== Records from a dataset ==
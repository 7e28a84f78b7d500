use std::sync::Arc;

use rocksdb::TransactionDB;

use crate::block::types::block::Block;
use crate::storage::rocksdb::{backend, block_key, buffer_key, last_block_key, producers_key};
use crate::storage::StorageError;
use crate::utilities::PublicKey;

pub struct DbStore {
    connection: Arc<TransactionDB>,
}

impl DbStore {
    pub fn new(db: Arc<TransactionDB>) -> DbStore {
        DbStore { connection: db }
    }

    pub(crate) fn push_item(
        &self,
        queue_id: &str,
        item_id: &str,
        item: Vec<u8>,
    ) -> Result<(), StorageError> {
        let key = buffer_key(queue_id, item_id);
        log::trace!("Pushing buffer item: {}", key);

        let txn = self.connection.transaction();
        if txn.get_for_update(&key, true).map_err(backend)?.is_some() {
            return Err(StorageError::AlreadyExists(item_id.to_string()));
        }
        txn.put(&key, item).map_err(backend)?;
        txn.commit().map_err(backend)
    }

    pub(crate) fn delete_item(&self, queue_id: &str, item_id: &str) -> Result<(), StorageError> {
        let key = buffer_key(queue_id, item_id);
        log::trace!("Deleting buffer item: {}", key);

        let txn = self.connection.transaction();
        if txn.get_for_update(&key, true).map_err(backend)?.is_none() {
            return Err(StorageError::NotFound(item_id.to_string()));
        }
        txn.delete(&key).map_err(backend)?;
        txn.commit().map_err(backend)
    }

    pub(crate) fn store_block(&self, block: &Block) -> Result<(), StorageError> {
        log::debug!("Storing block: {}", block.header);
        let group_id = &block.header.group_id;
        let key = block_key(group_id, block.header.epoch);

        let txn = self.connection.transaction();
        // One block per epoch
        if txn.get_for_update(&key, true).map_err(backend)?.is_some() {
            return Err(StorageError::AlreadyExists(key));
        }
        let block_bytes = serde_json::to_vec(block).map_err(backend)?;
        txn.put(&key, block_bytes).map_err(backend)?;

        let last_key = last_block_key(group_id);
        let last_epoch = txn
            .get_for_update(&last_key, true)
            .map_err(backend)?
            .and_then(|bytes| <[u8; 8]>::try_from(bytes.as_slice()).ok())
            .map(u64::from_be_bytes);
        if last_epoch.map_or(true, |last| last < block.header.epoch) {
            txn.put(&last_key, block.header.epoch.to_be_bytes())
                .map_err(backend)?;
        }
        txn.commit().map_err(backend)
    }

    pub(crate) fn store_producers(
        &self,
        group_id: &str,
        producers: &[PublicKey],
    ) -> Result<(), StorageError> {
        let bytes = serde_json::to_vec(producers).map_err(backend)?;
        self.connection
            .put(producers_key(group_id), bytes)
            .map_err(backend)
    }
}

== Work required ==
Copy exactly the stretch of data above from the line with "pub struct DbStore" through the line with "let last_epoch = txn", and omit all other lines.

== Task result ==
pub struct DbStore {
    connection: Arc<TransactionDB>,
}

impl DbStore {
    pub fn new(db: Arc<TransactionDB>) -> DbStore {
        DbStore { connection: db }
    }

    pub(crate) fn push_item(
        &self,
        queue_id: &str,
        item_id: &str,
        item: Vec<u8>,
    ) -> Result<(), StorageError> {
        let key = buffer_key(queue_id, item_id);
        log::trace!("Pushing buffer item: {}", key);

        let txn = self.connection.transaction();
        if txn.get_for_update(&key, true).map_err(backend)?.is_some() {
            return Err(StorageError::AlreadyExists(item_id.to_string()));
        }
        txn.put(&key, item).map_err(backend)?;
        txn.commit().map_err(backend)
    }

    pub(crate) fn delete_item(&self, queue_id: &str, item_id: &str) -> Result<(), StorageError> {
        let key = buffer_key(queue_id, item_id);
        log::trace!("Deleting buffer item: {}", key);

        let txn = self.connection.transaction();
        if txn.get_for_update(&key, true).map_err(backend)?.is_none() {
            return Err(StorageError::NotFound(item_id.to_string()));
        }
        txn.delete(&key).map_err(backend)?;
        txn.commit().map_err(backend)
    }

    pub(crate) fn store_block(&self, block: &Block) -> Result<(), StorageError> {
        log::debug!("Storing block: {}", block.header);
        let group_id = &block.header.group_id;
        let key = block_key(group_id, block.header.epoch);

        let txn = self.connection.transaction();
        // One block per epoch
        if txn.get_for_update(&key, true).map_err(backend)?.is_some() {
            return Err(StorageError::AlreadyExists(key));
        }
        let block_bytes = serde_json::to_vec(block).map_err(backend)?;
        txn.put(&key, block_bytes).map_err(backend)?;

        let last_key = last_block_key(group_id);
        let last_epoch = txn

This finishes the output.